• Goal of the exercise
All of the entries below need to be repeated exactly.

Top of Data to process

pub mod csv_reader;
pub mod records;

pub use csv_reader::{parse_records, read_records};
pub use records::{Acceptance, PartnerRecord, SessionRecord, SpeakerRecord};
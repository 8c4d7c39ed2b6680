pub mod config;
pub mod content;
pub mod error;
pub mod import;
pub mod pipeline;
pub mod writer;

pub use config::Config;
pub use content::{ContentDocument, FrontMatter, SocialLink};
pub use error::ContentError;
pub use pipeline::{generate_all, generate_partners, generate_speakers, GenerationReport};
pub use writer::ContentWriter;
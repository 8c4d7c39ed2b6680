use std::path::PathBuf;

use serde::{Deserialize, Serialize};

use super::{content_file_name, ContentDocument, FrontMatter};
use crate::{error::ContentError, import::SessionRecord};

/// Separates the abstract from the full description in a session body.
pub const SUMMARY_DIVIDER: &str = "<!--more-->";

#[derive(Debug, Clone, Copy, Serialize, Deserialize, PartialEq, Eq)]
#[serde(rename_all = "snake_case")]
pub enum TalkFormat {
    Session,
    ShortSession,
    LightningTalk,
}

impl TalkFormat {
    /// Maps the label shown on the submission form to a format.
    pub fn from_label(label: &str) -> Option<TalkFormat> {
        match label {
            "Session (40min)" => Some(TalkFormat::Session),
            "Short Session (20min)" => Some(TalkFormat::ShortSession),
            "Lightning Talk (5min)" => Some(TalkFormat::LightningTalk),
            _ => None,
        }
    }
}

#[derive(Debug, Clone, Serialize, Deserialize, PartialEq, Eq)]
pub struct SessionFrontMatter {
    pub key: String,
    pub id: String,
    pub title: String,
    pub format: TalkFormat,
    pub level: String,
    pub tags: Vec<String>,
    pub speakers: Vec<String>,
    #[serde(rename = "videoId", default, skip_serializing_if = "Option::is_none")]
    pub video_id: Option<String>,
    #[serde(default, skip_serializing_if = "Option::is_none")]
    pub presentation: Option<String>,
}

impl ContentDocument {
    pub fn for_session(record: &SessionRecord) -> Result<ContentDocument, ContentError> {
        let format = TalkFormat::from_label(&record.talk_format).ok_or_else(|| {
            ContentError::UnrecognizedFormat {
                session_id: record.id.clone(),
                value: record.talk_format.clone(),
            }
        })?;

        let front_matter = SessionFrontMatter {
            key: record.id.clone(),
            id: record.id.clone(),
            title: record.title.clone(),
            format,
            level: record.audience_level.to_lowercase(),
            tags: vec![record.id.to_uppercase()],
            speakers: vec![record.speaker_id.clone()],
            video_id: record.video_id.clone(),
            presentation: record.presentation.clone(),
        };

        Ok(ContentDocument {
            path: PathBuf::from("sessions")
                .join(content_file_name(&format!("session-{}", record.id))),
            front_matter: FrontMatter::Session(front_matter),
            body: format!(
                "{}\n{}\n{}",
                record.r#abstract, SUMMARY_DIVIDER, record.description
            ),
        })
    }
}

Bottom of Data to process

• Exercise result
pub mod csv_reader;
pub mod records;

pub use csv_reader::{parse_records, read_records};
pub use records::{Acceptance, PartnerRecord, SessionRecord, SpeakerRecord};
repository 8c4d7c39ed2b6680
pub mod config;
pub mod content;
pub mod error;
pub mod import;
pub mod pipeline;
pub mod writer;

pub use config::Config;
pub use content::{ContentDocument, FrontMatter, SocialLink};
pub use error::ContentError;
pub use pipeline::{generate_all, generate_partners, generate_speakers, GenerationReport};
pub use writer::ContentWriter;
repository 8c4d7c39ed2b6680
use std::path::PathBuf;

use serde::{Deserialize, Serialize};

use super::{content_file_name, ContentDocument, FrontMatter};
use crate::{error::ContentError, import::SessionRecord};

/// Separates the abstract from the full description in a session body.
pub const SUMMARY_DIVIDER: &str = "<!--more-->";

#[derive(Debug, Clone, Copy, Serialize, Deserialize, PartialEq, Eq)]
#[serde(rename_all = "snake_case")]
pub enum TalkFormat {
    Session,
    ShortSession,
    LightningTalk,
}

impl TalkFormat {
    /// Maps the label shown on the submission form to a format.
    pub fn from_label(label: &str) -> Option<TalkFormat> {
        match label {
            "Session (40min)" => Some(TalkFormat::Session),
            "Short Session (20min)" => Some(TalkFormat::ShortSession),
            "Lightning Talk (5min)" => Some(TalkFormat::LightningTalk),
            _ => None,
        }
    }
}

#[derive(Debug, Clone, Serialize, Deserialize, PartialEq, Eq)]
pub struct SessionFrontMatter {
    pub key: String,
    pub id: String,
    pub title: String,
    pub format: TalkFormat,
    pub level: String,
    pub tags: Vec<String>,
    pub speakers: Vec<String>,
    #[serde(rename = "videoId", default, skip_serializing_if = "Option::is_none")]
    pub video_id: Option<String>,
    #[serde(default, skip_serializing_if = "Option::is_none")]
    pub presentation: Option<String>,
}

impl ContentDocument {
    pub fn for_session(record: &SessionRecord) -> Result<ContentDocument, ContentError> {
        let format = TalkFormat::from_label(&record.talk_format).ok_or_else(|| {
            ContentError::UnrecognizedFormat {
                session_id: record.id.clone(),
                value: record.talk_format.clone(),
            }
        })?;

        let front_matter = SessionFrontMatter {
            key: record.id.clone(),
            id: record.id.clone(),
            title: record.title.clone(),
            format,
            level: record.audience_level.to_lowercase(),
            tags: vec![record.id.to_uppercase()],
            speakers: vec![record.speaker_id.clone()],
            video_id: record.video_id.clone(),
            presentation: record.presentation.clone(),
        };

        Ok(ContentDocument {
            path: PathBuf::from("sessions")
                .join(content_file_name(&format!("session-{}", record.id))),
            front_matter: FrontMatter::Session(front_matter),
            body: format!(
                "{}\n{}\n{}",
                record.r#abstract, SUMMARY_DIVIDER, record.description
            ),
        })
    }
}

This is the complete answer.